Twitter bitcoin related spam detection

This model aims to classify tweets related to bitcoin or crypto topics as "human", "spam", or "bot".

The reason behind having this model when there are plenty of them already posted is that bicoin related tweets get often classified instantly as "spam" as it is usually related to phishing sites or scams. So having this model already trained over a bitcoin related dataset removes this prejudice making it possible to work with bitcoin related tweets.
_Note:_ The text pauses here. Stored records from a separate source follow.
//! Paginated ArcGIS feature-server client
//!
//! A layer query returns at most the server's transfer limit per response and
//! sets `exceededTransferLimit` while more records remain. The walk below
//! requests successive offsets until that flag clears, so the result is the
//! complete record set or an error, never a silent prefix.

use serde_json::Value;
use tracing::{debug, info, warn};

use super::{FetchError, HttpTransport};
use crate::models::{Frame, Record};

/// Position of a pagination walk
#[derive(Debug, Clone, Copy, PartialEq, Eq)]
pub struct PageCursor {
    /// Records received so far, sent as `resultOffset`
    pub offset: usize,
    /// Whether the last page reported more records
    pub more: bool,
}

impl PageCursor {
    fn start() -> Self {
        Self {
            offset: 0,
            more: true,
        }
    }
}

/// Bounds applied while walking pages
#[derive(Debug, Clone, Copy, PartialEq, Eq)]
pub struct PagePolicy {
    /// Re-requests allowed for an empty page that still reports more records
    pub max_empty_page_retries: u32,
}

impl Default for PagePolicy {
    fn default() -> Self {
        Self {
            max_empty_page_retries: 3,
        }
    }
}

/// One decoded page
struct Page {
    records: Vec<Record>,
    more: bool,
}

fn parse_page(url: &str, body: Value) -> Result<Page, FetchError> {
    if let Some(error) = body.get("error") {
        let message = error
            .get("message")
            .and_then(Value::as_str)
            .map(str::to_string)
            .unwrap_or_else(|| error.to_string());
        return Err(FetchError::Remote {
            url: url.to_string(),
            message,
        });
    }

    let decode = |message: &str| FetchError::Decode {
        url: url.to_string(),
        message: message.to_string(),
    };

    let features = body
        .get("features")
        .and_then(Value::as_array)
        .ok_or_else(|| decode("response has no features array"))?;

    let records = features
        .iter()
        .map(|feature| {
            feature
                .get("attributes")
                .and_then(Value::as_object)
                .cloned()
                .ok_or_else(|| decode("feature without attributes object"))
        })
        .collect::<Result<Vec<_>, _>>()?;

    let more = body
        .get("exceededTransferLimit")
        .and_then(Value::as_bool)
        .unwrap_or(false);

    Ok(Page { records, more })
}

/// Fetch every record of a paged query
///
/// `params` are sent with every page; `resultOffset` is managed here and
/// overrides any value supplied by the caller. Records are returned in
/// response order.
pub async fn paginate(
    http: &dyn HttpTransport,
    url: &str,
    params: &[(String, String)],
    policy: PagePolicy,
) -> Result<Vec<Record>, FetchError> {
    let mut base: Vec<(String, String)> = params
        .iter()
        .filter(|(k, _)| k != "resultOffset")
        .cloned()
        .collect();
    base.push(("resultOffset".to_string(), String::new()));
    let offset_slot = base.len() - 1;

    let mut records: Vec<Record> = Vec::new();
    let mut cursor = PageCursor::start();
    let mut empty_pages: u32 = 0;
    let mut pages: usize = 0;

    while cursor.more {
        base[offset_slot].1 = cursor.offset.to_string();
        let body = http.get_json(url, &base).await?;
        let page = parse_page(url, body)?;
        pages += 1;

        if page.records.is_empty() && page.more {
            empty_pages += 1;
            if empty_pages > policy.max_empty_page_retries {
                return Err(FetchError::IncompletePagination {
                    url: url.to_string(),
                    offset: cursor.offset,
                    attempts: empty_pages,
                });
            }
            warn!(
                "Empty page at offset {} of {} still flags more records (retry {}/{})",
                cursor.offset, url, empty_pages, policy.max_empty_page_retries
            );
            continue;
        }

        empty_pages = 0;
        debug!(
            "Page {} of {}: {} records at offset {}",
            pages,
            url,
            page.records.len(),
            cursor.offset
        );
        cursor.offset += page.records.len();
        cursor.more = page.more;
        records.extend(page.records);
    }

    info!("Fetched {} records from {} in {} pages", records.len(), url, pages);
    Ok(records)
}

/// A feature-server layer: service name and layer (sheet) number
#[derive(Debug, Clone, PartialEq, Eq)]
pub struct ArcGisLayer {
    pub service: String,
    pub sheet: u32,
}

impl ArcGisLayer {
    pub fn new(service: impl Into<String>, sheet: u32) -> Self {
        Self {
            service: service.into(),
            sheet,
        }
    }
}

/// Immutable configuration of one ArcGIS organisation
#[derive(Debug, Clone)]
pub struct ArcGisConfig {
    /// Organisation id in `services<N>.arcgis.com/<arcgis_id>/...`
    pub arcgis_id: String,
    /// Server number `<N>`; `None` addresses `services.arcgis.com`
    pub server_id: Option<u32>,
    /// Full `.../rest/services` root overriding the hosted form
    pub base_url: Option<String>,
    /// Query parameters sent with every page
    pub params: Vec<(String, String)>,
    pub policy: PagePolicy,
}

impl ArcGisConfig {
    /// Hosted organisation with the default "all records, all fields" query
    pub fn new(arcgis_id: impl Into<String>, server_id: Option<u32>) -> Self {
        Self {
            arcgis_id: arcgis_id.into(),
            server_id,
            base_url: None,
            params: super::params(&[
                ("f", "json"),
                ("where", "1=1"),
                ("outFields", "*"),
                ("returnGeometry", "false"),
            ]),
            policy: PagePolicy::default(),
        }
    }

    pub fn with_base_url(mut self, base_url: impl Into<String>) -> Self {
        self.base_url = Some(base_url.into());
        self
    }

    /// Set a query parameter, replacing any earlier value
    pub fn with_param(mut self, name: &str, value: impl Into<String>) -> Self {
        let value = value.into();
        match self.params.iter_mut().find(|(k, _)| k == name) {
            Some(slot) => slot.1 = value,
            None => self.params.push((name.to_string(), value)),
        }
        self
    }

    pub fn with_policy(mut self, policy: PagePolicy) -> Self {
        self.policy = policy;
        self
    }

    fn services_root(&self) -> String {
        match &self.base_url {
            Some(base) => base.trim_end_matches('/').to_string(),
            None => {
                let server = self.server_id.map(|n| n.to_string()).unwrap_or_default();
                format!(
                    "https://services{}.arcgis.com/{}/ArcGIS/rest/services",
                    server, self.arcgis_id
                )
            }
        }
    }
}

/// Client for the layers of one ArcGIS organisation
pub struct ArcGisClient<'a> {
    http: &'a dyn HttpTransport,
    config: ArcGisConfig,
}

impl<'a> ArcGisClient<'a> {
    pub fn new(http: &'a dyn HttpTransport, config: ArcGisConfig) -> Self {
        Self { http, config }
    }

    pub fn config(&self) -> &ArcGisConfig {
        &self.config
    }

    /// Query URL of a layer
    pub fn query_url(&self, layer: &ArcGisLayer) -> String {
        format!(
            "{}/{}/FeatureServer/{}/query",
            self.config.services_root(),
            layer.service,
            layer.sheet
        )
    }

    /// Fetch every record of a layer
    pub async fn fetch_all(&self, layer: &ArcGisLayer) -> Result<Vec<Record>, FetchError> {
        let url = self.query_url(layer);
        paginate(self.http, &url, &self.config.params, self.config.policy).await
    }

    /// Fetch every record of a layer as a frame
    pub async fn fetch_frame(&self, layer: &ArcGisLayer) -> Result<Frame, FetchError> {
        Ok(Frame::from_records(&self.fetch_all(layer).await?))
    }
}

#[cfg(test)]
mod tests {
    use super::*;
    use serde_json::json;

    #[test]
    fn test_parse_page_reads_flag_and_attributes() {
        let page = parse_page(
            "u",
            json!({
                "features": [{"attributes": {"GEOID": "55025"}}],
                "exceededTransferLimit": true
            }),
        )
        .unwrap();
        assert!(page.more);
        assert_eq!(page.records[0]["GEOID"], "55025");
    }

    #[test]
    fn test_parse_page_flag_absent_means_done() {
        let page = parse_page("u", json!({"features": []})).unwrap();
        assert!(!page.more);
        assert!(page.records.is_empty());
    }

    #[test]
    fn test_parse_page_remote_error() {
        let err = parse_page(
            "u",
            json!({"error": {"code": 400, "message": "Invalid query parameters"}}),
        )
        .err()
        .unwrap();
        assert!(matches!(
            err,
            FetchError::Remote { ref message, .. } if message == "Invalid query parameters"
        ));
    }

    #[test]
    fn test_parse_page_without_features() {
        let err = parse_page("u", json!({"fields": []})).err().unwrap();
        assert!(matches!(err, FetchError::Decode { .. }));
    }

    #[test]
    fn test_query_url() {
        struct Never;
        #[async_trait::async_trait]
        impl HttpTransport for Never {
            async fn get(&self, url: &str, _: &[(String, String)]) -> Result<String, FetchError> {
                Err(FetchError::Request {
                    url: url.to_string(),
                    message: "offline".to_string(),
                })
            }
        }

        let client = ArcGisClient::new(&Never, ArcGisConfig::new("org123", Some(1)));
        assert_eq!(
            client.query_url(&ArcGisLayer::new("COVID19_WI", 10)),
            "https://services1.arcgis.com/org123/ArcGIS/rest/services/COVID19_WI/FeatureServer/10/query"
        );

        let local = ArcGisClient::new(
            &Never,
            ArcGisConfig::new("org123", None).with_base_url("http://localhost/rest/services/"),
        );
        assert_eq!(
            local.query_url(&ArcGisLayer::new("Cases", 0)),
            "http://localhost/rest/services/Cases/FeatureServer/0/query"
        );
    }

    #[test]
    fn test_with_param_replaces() {
        let config = ArcGisConfig::new("org123", None).with_param("where", "GEO='State'");
        let wheres: Vec<&str> = config
            .params
            .iter()
            .filter(|(k, _)| k == "where")
            .map(|(_, v)| v.as_str())
            .collect();
        assert_eq!(wheres, vec!["GEO='State'"]);
    }
}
The model is a fine-tuned version of vinai/bertweet-base (a roBERTa based model fine-tuned with 850M English Tweets) and trained for emotion classification over a bitcoin related dataset.

Example of classification

BERTweet was trained over normalized tweets such as: tweet = "DHEC confirms HTTPURL via @USER :crying_face:", so for better results it's recomended to normalize the texts before applying the spam detection. What it does is converting user mentions and web/url links into special tokens @USER and HTTPURL, respectively and other preprocessing modifications. To do so, copy or download the TweetNormalizer provided at the BERTweet webpage:

!git clone https://github.com/VinAIResearch/BERTweet.git
!pip install emoji
from transformers import pipeline
import sys

# (Optional to improve accuracy)
sys.path.append('/content/BERTweet') # Or whatever directory the folder got downloaded in
from TweetNormalizer import normalizeTweet

classifier = pipeline("text-classification",
                      model="sandiumenge/twitter-bitcoin-spam-detection",
                      tokenizer="sandiumenge/twitter-bitcoin-spam-detection",
                      truncation=True,
                      padding=True,
                      max_length=128
)

tweet = "I'm winning iPhone XS,BTC,ETH and other Awards. Join with us!@freecoinhunt https://t.co/VIUwLmdy4n"
normalized_tweet = normalizeTweet(tweet)
# "I 'm winning iPhone XS , BTC , ETH and other Awards . Join with us ! @USER HTTPURL"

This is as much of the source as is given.